HDX-MS揭示b′口袋的配体特异性动态
氢氘交换质谱分析显示,Bep2a和抑制剂rutin均能保护左螺旋区域(残基241–258)的氢交换,但Bep2a对右螺旋和脚跟区域(残基301–318)的保护更为显著,表明二者虽结合同一口袋,但诱导的构象动态存在差异。此外,Bep2a引起a′结构域的额外保护,提示其可能引发全局构象重排。
原子建模揭示b′口袋中的关键接触与配体取向
通过AlphaFold3建模约束关键残基(F249、H256、I301、F304、I318),生成25个PDI-Bep2a复合物模型。结果显示Bep2a以近乎垂直的方向插入口袋,其R1羟基与H256形成关键氢键(距离3.1 ?),R2溴原子与左螺旋疏水残基相互作用,R4胺基向外突出,作为变构调控的关键位点。结构比对发现左螺旋和F249在配体结合后发生旋转,起到动态门控作用。
结构-活性关系揭示变构激活的决定因素
通过分析5个Bep2a衍生物(NP01–NP05)发现,R1羟基替换为甲氧基(NP01)大幅降低结合亲和力但不影响变构激活功能,说明H256相互作用主要贡献于结合而非激活。相反,R4取代基的化学特性(如NP03的刚性piperazine-苯环 vs NP04的柔性甲基间隔)显著影响变构激活效能,其中NP04诱导最强的PDI紧缩和酶活性增强。
R4取代基调控构象动态与变构激活
smFRET实验证实,Bep2a和NP04促进PDI向高FRET效率的紧缩构态转变,而rutin和NP03则倾向开放构态。

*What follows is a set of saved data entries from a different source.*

use crate::config::RunwareConfig;
use crate::error::{Result, RunwareError};
use chrono::{DateTime, Utc};
use colored::*;
use log::{Level, LevelFilter, Metadata, Record};
use once_cell::sync::Lazy;
use serde::Serialize;
use std::io::{self, Write};
use std::sync::RwLock;
use std::time::{Duration, Instant};

static RUNWARE_LOGGER: Lazy<ConsoleLogger> = Lazy::new(ConsoleLogger::new);

pub fn init() -> Result<()> {
    init_with_config(LoggerConfig::default())
}

/// Installs the console logger as the global `log` backend.
///
/// Can only succeed once per process; later calls only update the config.
pub fn init_with_config(config: LoggerConfig) -> Result<()> {
    let filter = config.min_level.to_level_filter();
    RUNWARE_LOGGER.update_config(config);

    let installed = log::set_logger(&*RUNWARE_LOGGER);
    log::set_max_level(filter);
    installed.map_err(|e| RunwareError::Config(format!("failed to set logger: {}", e)))
}

#[derive(Debug, Clone, Copy, PartialEq, Eq, PartialOrd, Ord, Serialize)]
#[serde(rename_all = "UPPERCASE")]
pub enum LogLevel {
    Trace,
    Debug,
    Info,
    Warn,
    Error,
}

impl LogLevel {
    fn badge(&self) -> (Color, &'static str) {
        match self {
            LogLevel::Trace => (Color::Cyan, "🔍"),
            LogLevel::Debug => (Color::Blue, "🐛"),
            LogLevel::Info => (Color::Green, "💡"),
            LogLevel::Warn => (Color::Yellow, "⚠️"),
            LogLevel::Error => (Color::Red, "❌"),
        }
    }

    pub fn color(&self) -> Color {
        self.badge().0
    }

    pub fn emoji(&self) -> &'static str {
        self.badge().1
    }

    pub fn as_str(&self) -> &'static str {
        Level::from(*self).as_str()
    }

    pub fn to_level_filter(&self) -> LevelFilter {
        Level::from(*self).to_level_filter()
    }

    /// Whether a record at `level` passes this minimum.
    pub fn allows(&self, level: Level) -> bool {
        level <= self.to_level_filter()
    }
}

impl From<Level> for LogLevel {
    fn from(level: Level) -> Self {
        match level {
            Level::Trace => LogLevel::Trace,
            Level::Debug => LogLevel::Debug,
            Level::Info => LogLevel::Info,
            Level::Warn => LogLevel::Warn,
            Level::Error => LogLevel::Error,
        }
    }
}

impl From<LogLevel> for Level {
    fn from(level: LogLevel) -> Self {
        match level {
            LogLevel::Trace => Level::Trace,
            LogLevel::Debug => Level::Debug,
            LogLevel::Info => Level::Info,
            LogLevel::Warn => Level::Warn,
            LogLevel::Error => Level::Error,
        }
    }
}

/// One formatted record, also the shape of a JSON log line.
#[derive(Debug, Clone, Serialize)]
pub struct LogEntry {
    pub timestamp: DateTime<Utc>,
    pub level: LogLevel,
    pub target: String,
    pub message: String,
    #[serde(skip_serializing_if = "Option::is_none")]
    pub location: Option<String>,
}

impl LogEntry {
    fn from_record(record: &Record) -> Self {
        let location = match (record.file(), record.line()) {
            (Some(file), Some(line)) => Some(format!("{}:{}", file, line)),
            _ => None,
        };
        Self {
            timestamp: Utc::now(),
            level: record.level().into(),
            target: record.target().to_string(),
            message: record.args().to_string(),
            location,
        }
    }
}

#[derive(Debug, Clone)]
pub struct LoggerConfig {
    pub min_level: LogLevel,
    pub show_colors: bool,
    pub show_emojis: bool,
    pub show_target: bool,
    pub show_file_location: bool,
    pub timestamp_format: String,
    pub output_json: bool,
}

impl Default for LoggerConfig {
    fn default() -> Self {
        Self {
            min_level: LogLevel::Info,
            show_colors: true,
            show_emojis: true,
            show_target: true,
            show_file_location: false,
            timestamp_format: "%Y-%m-%d %H:%M:%S%.3f".to_string(),
            output_json: false,
        }
    }
}

impl LoggerConfig {
    pub fn new() -> Self {
        Self::default()
    }

    pub fn with_level(mut self, level: LogLevel) -> Self {
        self.min_level = level;
        self
    }

    pub fn with_colors(mut self, enabled: bool) -> Self {
        self.show_colors = enabled;
        self
    }

    pub fn with_json_output(mut self, enabled: bool) -> Self {
        self.output_json = enabled;
        self
    }

    pub fn production() -> Self {
        Self {
            min_level: LogLevel::Info,
            show_colors: false,
            show_emojis: false,
            output_json: true,
            ..Default::default()
        }
    }

    /// Debug level so request payloads and timings show up.
    pub fn development() -> Self {
        Self {
            min_level: LogLevel::Debug,
            show_colors: true,
            show_emojis: true,
            show_file_location: true,
            ..Default::default()
        }
    }
}

/// `log` backend writing one line per record to stderr.
pub struct ConsoleLogger {
    config: RwLock<LoggerConfig>,
}

impl ConsoleLogger {
    pub fn new() -> Self {
        Self {
            config: RwLock::new(LoggerConfig::default()),
        }
    }

    pub fn update_config(&self, new_config: LoggerConfig) {
        if let Ok(mut config) = self.config.write() {
            *config = new_config;
        }
    }

    fn format_line(entry: &LogEntry, config: &LoggerConfig) -> String {
        if config.output_json {
            return serde_json::to_string(entry).unwrap_or_else(|_| entry.message.clone());
        }

        let timestamp = entry.timestamp.format(&config.timestamp_format).to_string();
        let level = if config.show_emojis {
            format!("{} {}", entry.level.emoji(), entry.level.as_str())
        } else {
            entry.level.as_str().to_string()
        };

        let mut output = String::new();
        if config.show_colors {
            output.push_str(&format!(
                "{} [{}] ",
                timestamp.bright_black(),
                level.color(entry.level.color()).bold()
            ));
            if config.show_target {
                output.push_str(&format!("{}: ", entry.target.bright_blue()));
            }
            output.push_str(&entry.message);
        } else {
            output.push_str(&format!("{} [{}] ", timestamp, level));
            if config.show_target {
                output.push_str(&format!("{}: ", entry.target));
            }
            output.push_str(&entry.message);
        }

        if config.show_file_location {
            if let Some(location) = &entry.location {
                if config.show_colors {
                    output.push_str(&format!(" ({})", location.bright_black()));
                } else {
                    output.push_str(&format!(" ({})", location));
                }
            }
        }

        output
    }
}

impl Default for ConsoleLogger {
    fn default() -> Self {
        Self::new()
    }
}

impl log::Log for ConsoleLogger {
    fn enabled(&self, metadata: &Metadata) -> bool {
        match self.config.read() {
            Ok(config) => config.min_level.allows(metadata.level()),
            Err(_) => true,
        }
    }

    fn log(&self, record: &Record) {
        if !self.enabled(record.metadata()) {
            return;
        }
        let entry = LogEntry::from_record(record);
        if let Ok(config) = self.config.read() {
            let line = Self::format_line(&entry, &config);
            let _ = writeln!(io::stderr().lock(), "{}", line);
        }
    }

    fn flush(&self) {
        let _ = io::stderr().flush();
    }
}

/// Logs how long a request took when dropped.
pub struct Timer {
    start: Instant,
    name: String,
}

impl Timer {
    pub fn new(name: &str) -> Self {
        Self {
            start: Instant::now(),
            name: name.to_string(),
        }
    }

    pub fn elapsed(&self) -> Duration {
        self.start.elapsed()
    }
}

impl Drop for Timer {
    fn drop(&mut self) {
        log::debug!(
            "⏱️  {} completed in {}ms",
            self.name,
            self.elapsed().as_millis()
        );
    }
}

pub fn timer(name: &str) -> Timer {
    Timer::new(name)
}

pub fn log_config_info(config: &RunwareConfig) {
    log::info!("⚙️  Runware client configuration:");
    log::info!("   Endpoint: {}", config.api_url);
    log::info!("   API key: {}", config.masked_api_key());
    match config.timeout {
        Some(timeout) => log::info!("   Timeout: {}s", timeout.as_secs()),
        None => log::info!("   Timeout: none"),
    }
}

#[cfg(test)]
mod tests {
    use super::*;

    fn entry(level: LogLevel, message: &str) -> LogEntry {
        LogEntry {
            timestamp: Utc::now(),
            level,
            target: "runware::runware".to_string(),
            message: message.to_string(),
            location: Some("src/runware/mod.rs:10".to_string()),
        }
    }

    #[test]
    fn test_log_levels() {
        assert_eq!(LogLevel::Info.as_str(), "INFO");
        assert_eq!(LogLevel::Error.emoji(), "❌");
        assert_eq!(LogLevel::Debug.color(), Color::Blue);
        assert_eq!(LogLevel::from(Level::Warn), LogLevel::Warn);
        assert!(LogLevel::Info.allows(Level::Error));
        assert!(!LogLevel::Info.allows(Level::Debug));
    }

    #[test]
    fn level_names_follow_log_crate() {
        for level in [
            LogLevel::Trace,
            LogLevel::Debug,
            LogLevel::Info,
            LogLevel::Warn,
            LogLevel::Error,
        ] {
            assert_eq!(LogLevel::from(Level::from(level)), level);
            assert_eq!(level.as_str(), Level::from(level).as_str());
        }
        assert_eq!(LogLevel::Warn.to_level_filter(), LevelFilter::Warn);
    }

    #[test]
    fn test_logger_config() {
        let config = LoggerConfig::development();
        assert_eq!(config.min_level, LogLevel::Debug);
        assert!(config.show_colors);

        let prod_config = LoggerConfig::production();
        assert!(!prod_config.show_colors);
        assert!(prod_config.output_json);
    }

    #[test]
    fn plain_line_layout() {
        let config = LoggerConfig::new()
            .with_colors(false)
            .with_level(LogLevel::Trace);
        let config = LoggerConfig {
            show_emojis: false,
            ..config
        };
        let line = ConsoleLogger::format_line(&entry(LogLevel::Info, "dispatching"), &config);
        assert!(line.contains("[INFO] runware::runware: dispatching"));
        assert!(!line.contains("src/runware/mod.rs"));
    }

    #[test]
    fn json_line_layout() {
        let line = ConsoleLogger::format_line(
            &entry(LogLevel::Warn, "no results"),
            &LoggerConfig::production(),
        );
        let value: serde_json::Value = serde_json::from_str(&line).unwrap();
        assert_eq!(value["level"], "WARN");
        assert_eq!(value["message"], "no results");
        assert_eq!(value["location"], "src/runware/mod.rs:10");
    }

    #[test]
    fn test_logger_initialization() {
        let _ = init_with_config(LoggerConfig::development());
        assert_eq!(log::max_level(), LevelFilter::Debug);
    }
}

高FRET态占有率与酶活性增强显著正相关,表明配体诱导的构象紧缩是变构激活的结构基础。
本研究通过多学科技术整合,首次系统阐明了Bep2a通过结合PDI的b′结构域,诱导左螺旋构象重排,并通过R4取代基促进结构域间紧缩,从而实现变构激活的分子机制。研究不仅揭示了H256作为结合锚定点、R4作为变构调控点的功能分工,还提出了左螺旋作为动态门控的新调控模型。这些发现为理性设计具有定向功能输出(激活或抑制)的PDI调节剂提供了理论依据和结构蓝图,对开发针对血栓炎症性疾病和蛋白质折叠相关疾病的特异性疗法具有重要指导意义。